Yeah, I said, sheepishly.

Book club? he asked.

Nope, I answered. Work.

Love your work or hate it?

Oh, love it, I said. Definitely love it. What about you?

I’m a physician, he said, and then he went on to explain a bit about his field, and how he got into it, and why it wasn’t as satisfying as it used to be.

This is going to sound awkward, he said, but I was just listening to this podcast, and it said that you have to tell people what you’re interested in, because you never know who can help you.

He was clearly nervous. Apparently he wasn’t in the habit of telling people what he was interested in.

But he told he told me about his work: about the business he just started, on the side, because he needed a new challenge.

And as it turned out, I could help him. I know all about that business, and I know people in that business, a business that thrives on contacts (though really, don’t they all?). And importantly (I suspect) I understand that business, and didn’t think he was crazy when he told me what he was interested in.

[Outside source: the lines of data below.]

//! Decoder for 511.org SIRI StopMonitoring JSON.
//!
//! Entries are decoded one at a time: a visit that does not fit the schema is
//! logged and skipped, and the rest of the payload still counts.

use chrono::{DateTime, TimeDelta, Utc};
use serde::Deserialize;
use serde_json::Value;
use tracing::{debug, warn};

use crate::config::normalize_line_ref;
use crate::error::ParseError;
use crate::model::RawPrediction;

/// How far in the past a prediction may be and still be kept.
pub const PAST_GRACE: TimeDelta = TimeDelta::seconds(60);

const BOM: &[u8] = b"\xEF\xBB\xBF";

#[derive(Debug, Deserialize)]
#[serde(rename_all = "PascalCase")]
struct StopVisit {
    monitored_vehicle_journey: Option<VehicleJourney>,
}

#[derive(Debug, Deserialize)]
#[serde(rename_all = "PascalCase")]
struct VehicleJourney {
    line_ref: Option<Value>,
    destination_name: Option<Value>,
    destination_ref: Option<Value>,
    vehicle_mode: Option<Value>,
    monitored_call: Option<MonitoredCall>,
}

#[derive(Debug, Deserialize)]
#[serde(rename_all = "PascalCase")]
struct MonitoredCall {
    expected_arrival_time: Option<String>,
    aimed_arrival_time: Option<String>,
}

/// Decodes a response body into predictions, dropping entries with no line,
/// no usable timestamp, or a timestamp more than [`PAST_GRACE`] before `now`.
///
/// # Errors
///
/// [`ParseError::Malformed`] when the body is not JSON or the envelope does
/// not match the schema. [`ParseError::Empty`] when nothing usable is due.
pub fn parse_predictions(body: &[u8], now: DateTime<Utc>) -> Result<Vec<RawPrediction>, ParseError> {
    let body = body.strip_prefix(BOM).unwrap_or(body);
    let root: Value =
        serde_json::from_slice(body).map_err(|e| ParseError::Malformed(format!("invalid JSON: {e}")))?;

    let root = root
        .as_object()
        .ok_or_else(|| ParseError::Malformed("response is not a JSON object".into()))?;
    let delivery = root
        .get("ServiceDelivery")
        .ok_or_else(|| ParseError::Malformed("missing ServiceDelivery".into()))?;

    let mut predictions = Vec::new();
    for visit in stop_visits(delivery)? {
        match decode_visit(visit, now) {
            Ok(Some(prediction)) => predictions.push(prediction),
            Ok(None) => {}
            Err(reason) => warn!(%reason, "Skipping stop visit"),
        }
    }

    if predictions.is_empty() {
        debug!("No usable predictions in payload");
        return Err(ParseError::Empty);
    }
    Ok(predictions)
}

/// Collects `MonitoredStopVisit` entries across one or many deliveries.
fn stop_visits(service_delivery: &Value) -> Result<Vec<&Value>, ParseError> {
    let deliveries = match service_delivery.get("StopMonitoringDelivery") {
        None | Some(Value::Null) => return Ok(Vec::new()),
        Some(Value::Array(items)) => items.iter().collect(),
        Some(delivery @ Value::Object(_)) => vec![delivery],
        Some(_) => {
            return Err(ParseError::Malformed(
                "StopMonitoringDelivery is not an object or list".into(),
            ));
        }
    };

    let mut visits = Vec::new();
    for delivery in deliveries {
        match delivery.get("MonitoredStopVisit") {
            None | Some(Value::Null) => {}
            Some(Value::Array(items)) => visits.extend(items),
            Some(visit @ Value::Object(_)) => visits.push(visit),
            Some(_) => {
                return Err(ParseError::Malformed(
                    "MonitoredStopVisit is not an object or list".into(),
                ));
            }
        }
    }
    Ok(visits)
}

/// `Ok(None)` for entries that are well-formed but not worth keeping.
fn decode_visit(visit: &Value, now: DateTime<Utc>) -> Result<Option<RawPrediction>, String> {
    let visit = StopVisit::deserialize(visit).map_err(|e| e.to_string())?;
    let Some(journey) = visit.monitored_vehicle_journey else {
        return Err("no MonitoredVehicleJourney".into());
    };

    let line_ref = journey
        .line_ref
        .as_ref()
        .and_then(text)
        .map(|s| normalize_line_ref(&s))
        .filter(|s| !s.is_empty())
        .ok_or("no LineRef")?;

    let call = journey.monitored_call.ok_or("no MonitoredCall")?;
    let Some(raw_time) = call
        .expected_arrival_time
        .or(call.aimed_arrival_time)
        .filter(|t| !t.trim().is_empty())
    else {
        warn!(line = %line_ref, "Prediction has no arrival time, dropping");
        return Ok(None);
    };

    let arrival_time = match DateTime::parse_from_rfc3339(raw_time.trim()) {
        Ok(t) => t.with_timezone(&Utc),
        Err(e) => {
            warn!(line = %line_ref, time = %raw_time, error = %e, "Unparseable arrival time, dropping");
            return Ok(None);
        }
    };
    if arrival_time < now - PAST_GRACE {
        warn!(line = %line_ref, %arrival_time, "Prediction is in the past, dropping");
        return Ok(None);
    }

    let destination = journey
        .destination_name
        .as_ref()
        .and_then(text)
        .map(|s| s.trim().to_string())
        .filter(|s| !s.is_empty())
        .unwrap_or_else(|| line_ref.clone());

    Ok(Some(RawPrediction {
        destination,
        destination_ref: journey.destination_ref.as_ref().and_then(text),
        line_type: journey.vehicle_mode.as_ref().and_then(text),
        line_ref,
        arrival_time,
    }))
}

/// SIRI text fields arrive as a string or a list of strings.
fn text(value: &Value) -> Option<String> {
    match value {
        Value::String(s) => Some(s.clone()),
        Value::Array(items) => items.iter().find_map(text),
        Value::Number(n) => Some(n.to_string()),
        _ => None,
    }
}

#[cfg(test)]
mod tests {
    use super::*;
    use chrono::TimeZone;

    fn now() -> DateTime<Utc> {
        Utc.with_ymd_and_hms(2025, 3, 1, 18, 0, 0).unwrap()
    }

    #[test]
    fn test_parse_visits_list() {
        let body = crate::test_support::payload(&[
            ("24", "Jackson St", "2025-03-01T18:03:00Z"),
            ("j", "Balboa Park", "2025-03-01T18:10:00-08:00"),
        ]);
        let predictions = parse_predictions(body.as_bytes(), now()).unwrap();

        assert_eq!(predictions.len(), 2);
        assert_eq!(predictions[0].line_ref, "24");
        assert_eq!(predictions[0].destination, "Jackson St");
        assert_eq!(predictions[1].line_ref, "J");
        assert_eq!(
            predictions[1].arrival_time,
            Utc.with_ymd_and_hms(2025, 3, 2, 2, 10, 0).unwrap()
        );
    }

    #[test]
    fn test_single_visit_object_and_bom() {
        let body = "\u{feff}{\"ServiceDelivery\":{\"StopMonitoringDelivery\":{\"MonitoredStopVisit\":\
            {\"MonitoredVehicleJourney\":{\"LineRef\":\"N\",\"VehicleMode\":[\"metro\"],\
            \"MonitoredCall\":{\"AimedArrivalTime\":\"2025-03-01T18:05:00Z\"}}}}}}";
        let predictions = parse_predictions(body.as_bytes(), now()).unwrap();

        assert_eq!(predictions.len(), 1);
        // destination falls back to the line ref
        assert_eq!(predictions[0].destination, "N");
        assert_eq!(predictions[0].line_type.as_deref(), Some("metro"));
    }

    #[test]
    fn test_bad_entries_do_not_discard_good_ones() {
        let body = r#"{"ServiceDelivery":{"StopMonitoringDelivery":[{"MonitoredStopVisit":[
            {"MonitoredVehicleJourney":{"LineRef":"24","MonitoredCall":{"ExpectedArrivalTime":"2025-03-01T18:03:00Z"}}},
            {"MonitoredVehicleJourney":{"LineRef":"24","MonitoredCall":{"ExpectedArrivalTime":"not a time"}}},
            {"MonitoredVehicleJourney":{"LineRef":"24","MonitoredCall":{}}},
            {"MonitoredVehicleJourney":{"MonitoredCall":{"ExpectedArrivalTime":"2025-03-01T18:04:00Z"}}},
            {"MonitoredVehicleJourney":"garbage"},
            {"Unrelated": true},
            {"MonitoredVehicleJourney":{"LineRef":"24","MonitoredCall":{"ExpectedArrivalTime":"2025-03-01T17:50:00Z"}}},
            {"MonitoredVehicleJourney":{"LineRef":"24","Extra":1,"MonitoredCall":{"ExpectedArrivalTime":"2025-03-01T17:59:30Z"}}}
        ]}]}}"#;
        let predictions = parse_predictions(body.as_bytes(), now()).unwrap();

        // the valid entry plus the one just inside the grace window
        assert_eq!(predictions.len(), 2);
        assert!(predictions.iter().all(|p| p.line_ref == "24"));
    }

    #[test]
    fn test_empty_states() {
        for body in [
            r#"{"ServiceDelivery":{}}"#,
            r#"{"ServiceDelivery":{"StopMonitoringDelivery":{}}}"#,
            r#"{"ServiceDelivery":{"StopMonitoringDelivery":{"MonitoredStopVisit":[]}}}"#,
        ] {
            assert_eq!(parse_predictions(body.as_bytes(), now()), Err(ParseError::Empty), "{body}");
        }
    }

    #[test]
    fn test_malformed_envelopes() {
        for body in [
            "<html>Service Unavailable</html>",
            "[]",
            r#"{"Siri":{}}"#,
            r#"{"ServiceDelivery":{"StopMonitoringDelivery":{"MonitoredStopVisit":"24"}}}"#,
        ] {
            assert!(
                matches!(parse_predictions(body.as_bytes(), now()), Err(ParseError::Malformed(_))),
                "{body}"
            );
        }
    }
}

I’ve been thinking about that conversation a lot since we talked. Because I agree with him: you have to tell people what you’re interested in, because you never know who can help you. It’s obvious to me how many good things have come about—jobs, friendships, opportunities—because someone else knew about that interest, and offered to help.

And yet: I tend to keep my cards close to my chest. It’s an introvert thing; it’s who I am.

Hmm.

Will that conversation turn me into a blabbermouth? Probably not. But it has given me something to think about.

Do you regularly tell people what you’re interested in? I’d especially like to hear about help you’ve given or received along these lines. 

P.S. This whole conversation reminded me so much of this book.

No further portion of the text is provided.